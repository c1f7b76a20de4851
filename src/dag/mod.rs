// src/dag/mod.rs

//! Executor graph and its construction.
//!
//! - [`graph`] holds the arena of executors and their edge sets.
//! - [`executor`] contains the per-command status state machine.
//! - [`builder`] turns an ordered command list into a wired graph.
//! - [`condition`] provides the exit-code predicates used for termination
//!   conditions and skip guards.

pub mod builder;
pub mod condition;
pub mod executor;
pub mod graph;

pub use builder::{BuiltGraph, GraphBuilder};
pub use condition::{CompareOp, Guard, TerminationCondition};
pub use executor::{ExecState, ExecStatus, Executor, ExecutorKind, TransitionError};
pub use graph::{AdjacencyEntry, ExecGraph, ExecutorId, WaitProgress};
- - -
## What is needed
Repeat only the stretch of lines starting at the one containing "pub mod executor;" and running to the final line of the entries above.

## Result
pub mod executor;
pub mod graph;

pub use builder::{BuiltGraph, GraphBuilder};
pub use condition::{CompareOp, Guard, TerminationCondition};
pub use executor::{ExecState, ExecStatus, Executor, ExecutorKind, TransitionError};
pub use graph::{AdjacencyEntry, ExecGraph, ExecutorId, WaitProgress};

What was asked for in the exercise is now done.